While Kennedy has more than earned the right to start his third consecutive opener for the D-backs, the former 20-game winner is coming off a season to forget in 2012.
In 2011, Kennedy was lights out (222 innings, 20 wins, 2.88 ERA and 1.09 WHIP) as the anchor of a rotation that helped Arizona claim a surprising National League West title over the San Francisco Giants. For his efforts, Kennedy finished fourth in Cy Young voting.
But in 2012, the right-hander regressed quite a bit. The proclaimed ace of the staff struggled to pitch late into games as he had done a season earlier, and in the process saw his numbers take a noticeable hit. In 33 starts, Kennedy set new career-highs in losses (12), ERA (4.08) and WHIP (1.30).
“There was probably some carry over effect from the workload he had in 2011, pitching into October and not just the 30-plus starts but postseason appearances,” D-backs general manager Kevin Towers told Arizona Sports 620’s Dough & Wolf Wednesday. “He threw a lot of innings trying to win that Cy Young Award, and there was probably a carry over effect.”
While Kennedy had his fair share of struggles in 2012, Towers said he’s optimistic the 28-year-old can get back to pitching at an elite level.
“With every year, you get more experienced and a little bit more knowledgeable about opposing hitters, knowing the league, knowing the ballparks, knowing the umpires and their different strike zones,” said Towers. “I can see that maturation with him, and I don’t think we’ve seen the tip of the iceberg with him. He’s only going to get better.”

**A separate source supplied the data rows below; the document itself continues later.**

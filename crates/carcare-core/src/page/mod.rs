//! Page state: the customer booking page and the admin page.
//!
//! Each page owns its state outright and is driven through named
//! operations; rendering is left to the caller.

pub mod admin;
pub mod booking;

Kennedy, who has played parts of six seasons with the D-backs and New York Yankees, has predominately relied on two pitches (fastball and changeup) throughout his career. According to Towers, Kennedy’s maturation on the mound in 2013 may involve a new addition to his repertoire.
“The one thing I’ve noticed so far this spring is that he’s working on his breaking ball a lot more,” said Towers. “Last year and probably in 2011, he was more fastball and changeup. I think he’s now trying to put that third pitch in the opposing hitter’s head.
“He’s working more on throwing a quality breaking ball. He’s always had one but hadn’t had to use it much. Having another weapon in his arsenal is only going to help him.”
In two starts this spring, Kennedy has looked sharp, giving up one unearned run in five innings of work.